WHAT TO WORK ON → A verbatim copy of the line containing "#[cfg(test)]" and all lines after it, up to and including the final line of the records, is the only acceptable output.
++++++++
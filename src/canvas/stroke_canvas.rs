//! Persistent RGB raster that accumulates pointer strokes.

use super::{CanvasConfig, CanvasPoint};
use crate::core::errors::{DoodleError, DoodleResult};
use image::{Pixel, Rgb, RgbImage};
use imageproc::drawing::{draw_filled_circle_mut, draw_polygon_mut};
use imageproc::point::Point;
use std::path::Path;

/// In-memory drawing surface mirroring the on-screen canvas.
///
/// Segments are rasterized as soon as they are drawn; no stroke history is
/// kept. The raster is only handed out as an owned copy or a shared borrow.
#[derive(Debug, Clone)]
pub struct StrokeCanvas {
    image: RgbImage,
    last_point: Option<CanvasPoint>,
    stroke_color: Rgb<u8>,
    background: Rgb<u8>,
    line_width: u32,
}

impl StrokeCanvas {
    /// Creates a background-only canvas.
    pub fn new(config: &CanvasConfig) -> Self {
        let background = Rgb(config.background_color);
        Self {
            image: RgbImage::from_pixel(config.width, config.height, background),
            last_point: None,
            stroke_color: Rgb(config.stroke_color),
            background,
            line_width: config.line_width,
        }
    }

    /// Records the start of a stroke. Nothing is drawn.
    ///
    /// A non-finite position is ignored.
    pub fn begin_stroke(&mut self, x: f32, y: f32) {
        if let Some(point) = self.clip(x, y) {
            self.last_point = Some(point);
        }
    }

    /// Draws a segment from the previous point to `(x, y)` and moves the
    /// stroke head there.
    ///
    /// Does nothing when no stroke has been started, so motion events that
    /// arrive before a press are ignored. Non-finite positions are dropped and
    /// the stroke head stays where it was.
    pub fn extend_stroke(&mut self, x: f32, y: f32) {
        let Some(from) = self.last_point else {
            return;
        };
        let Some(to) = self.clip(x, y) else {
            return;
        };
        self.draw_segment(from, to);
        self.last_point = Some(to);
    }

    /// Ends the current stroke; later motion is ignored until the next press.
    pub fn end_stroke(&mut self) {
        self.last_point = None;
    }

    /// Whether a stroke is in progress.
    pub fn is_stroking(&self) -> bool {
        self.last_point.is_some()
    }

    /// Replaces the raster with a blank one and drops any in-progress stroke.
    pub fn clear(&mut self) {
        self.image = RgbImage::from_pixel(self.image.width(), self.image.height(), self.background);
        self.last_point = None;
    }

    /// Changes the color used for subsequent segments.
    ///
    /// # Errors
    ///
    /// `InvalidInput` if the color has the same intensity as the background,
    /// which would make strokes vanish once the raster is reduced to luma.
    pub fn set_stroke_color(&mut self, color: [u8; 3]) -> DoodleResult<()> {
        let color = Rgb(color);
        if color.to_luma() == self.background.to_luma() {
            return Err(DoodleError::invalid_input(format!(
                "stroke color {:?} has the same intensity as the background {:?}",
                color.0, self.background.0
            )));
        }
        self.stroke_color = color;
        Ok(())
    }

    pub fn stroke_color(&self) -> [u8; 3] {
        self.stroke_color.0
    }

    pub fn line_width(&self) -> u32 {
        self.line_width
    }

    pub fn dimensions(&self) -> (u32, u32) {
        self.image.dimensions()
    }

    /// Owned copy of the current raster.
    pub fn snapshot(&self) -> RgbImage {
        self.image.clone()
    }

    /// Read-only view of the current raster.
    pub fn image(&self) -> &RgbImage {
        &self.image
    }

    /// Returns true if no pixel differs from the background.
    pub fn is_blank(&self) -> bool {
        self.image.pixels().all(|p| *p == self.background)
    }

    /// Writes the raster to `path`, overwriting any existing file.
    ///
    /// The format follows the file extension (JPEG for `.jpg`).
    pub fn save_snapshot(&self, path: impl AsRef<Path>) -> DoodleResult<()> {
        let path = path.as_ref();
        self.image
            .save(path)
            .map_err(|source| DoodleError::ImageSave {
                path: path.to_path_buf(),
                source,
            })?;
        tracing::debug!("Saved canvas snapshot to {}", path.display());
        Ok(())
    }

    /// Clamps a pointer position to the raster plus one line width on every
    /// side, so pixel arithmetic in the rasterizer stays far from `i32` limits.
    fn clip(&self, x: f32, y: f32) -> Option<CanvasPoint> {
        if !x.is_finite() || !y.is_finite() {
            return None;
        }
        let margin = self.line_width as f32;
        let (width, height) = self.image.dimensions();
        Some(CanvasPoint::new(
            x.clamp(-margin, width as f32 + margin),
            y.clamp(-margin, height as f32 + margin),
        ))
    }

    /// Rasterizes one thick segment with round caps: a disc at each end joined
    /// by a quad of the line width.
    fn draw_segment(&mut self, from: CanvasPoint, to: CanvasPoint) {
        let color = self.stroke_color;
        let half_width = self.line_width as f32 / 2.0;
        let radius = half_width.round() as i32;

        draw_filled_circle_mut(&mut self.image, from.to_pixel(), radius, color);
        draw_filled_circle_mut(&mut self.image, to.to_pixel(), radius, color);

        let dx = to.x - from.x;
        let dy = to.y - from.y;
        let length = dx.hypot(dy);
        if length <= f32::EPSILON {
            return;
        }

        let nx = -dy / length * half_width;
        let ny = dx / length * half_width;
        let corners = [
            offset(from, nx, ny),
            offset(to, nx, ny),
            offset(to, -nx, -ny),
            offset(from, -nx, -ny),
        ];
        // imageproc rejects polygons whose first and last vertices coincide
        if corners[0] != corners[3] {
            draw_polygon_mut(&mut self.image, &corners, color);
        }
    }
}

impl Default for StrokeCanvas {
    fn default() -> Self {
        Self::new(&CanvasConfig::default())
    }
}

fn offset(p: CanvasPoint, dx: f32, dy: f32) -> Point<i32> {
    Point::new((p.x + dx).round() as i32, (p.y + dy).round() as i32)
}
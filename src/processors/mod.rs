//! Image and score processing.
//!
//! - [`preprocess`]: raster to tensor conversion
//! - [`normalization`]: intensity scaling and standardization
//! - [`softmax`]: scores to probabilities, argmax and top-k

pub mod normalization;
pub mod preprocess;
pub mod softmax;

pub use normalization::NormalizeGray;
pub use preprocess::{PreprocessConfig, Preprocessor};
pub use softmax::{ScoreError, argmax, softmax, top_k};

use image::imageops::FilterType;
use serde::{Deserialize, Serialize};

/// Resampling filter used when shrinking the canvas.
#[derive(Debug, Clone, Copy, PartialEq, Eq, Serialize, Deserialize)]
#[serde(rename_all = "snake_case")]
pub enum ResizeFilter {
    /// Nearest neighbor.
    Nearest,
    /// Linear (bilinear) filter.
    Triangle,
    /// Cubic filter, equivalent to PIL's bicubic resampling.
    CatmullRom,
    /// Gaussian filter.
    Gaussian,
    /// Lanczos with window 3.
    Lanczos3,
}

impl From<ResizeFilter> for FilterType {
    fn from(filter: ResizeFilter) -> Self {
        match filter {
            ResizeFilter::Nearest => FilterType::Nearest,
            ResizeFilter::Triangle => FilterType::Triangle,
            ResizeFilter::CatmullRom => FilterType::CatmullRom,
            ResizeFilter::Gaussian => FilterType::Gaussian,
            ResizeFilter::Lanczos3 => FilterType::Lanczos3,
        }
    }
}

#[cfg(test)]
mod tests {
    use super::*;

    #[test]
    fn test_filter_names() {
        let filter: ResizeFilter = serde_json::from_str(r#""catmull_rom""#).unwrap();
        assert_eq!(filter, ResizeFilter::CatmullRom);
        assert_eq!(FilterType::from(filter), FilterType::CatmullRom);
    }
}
++++++++
OUTPUT FOR THIS TASK →
#[cfg(test)]
mod tests {
    use super::*;

    #[test]
    fn test_filter_names() {
        let filter: ResizeFilter = serde_json::from_str(r#""catmull_rom""#).unwrap();
        assert_eq!(filter, ResizeFilter::CatmullRom);
        assert_eq!(FilterType::from(filter), FilterType::CatmullRom);
    }
}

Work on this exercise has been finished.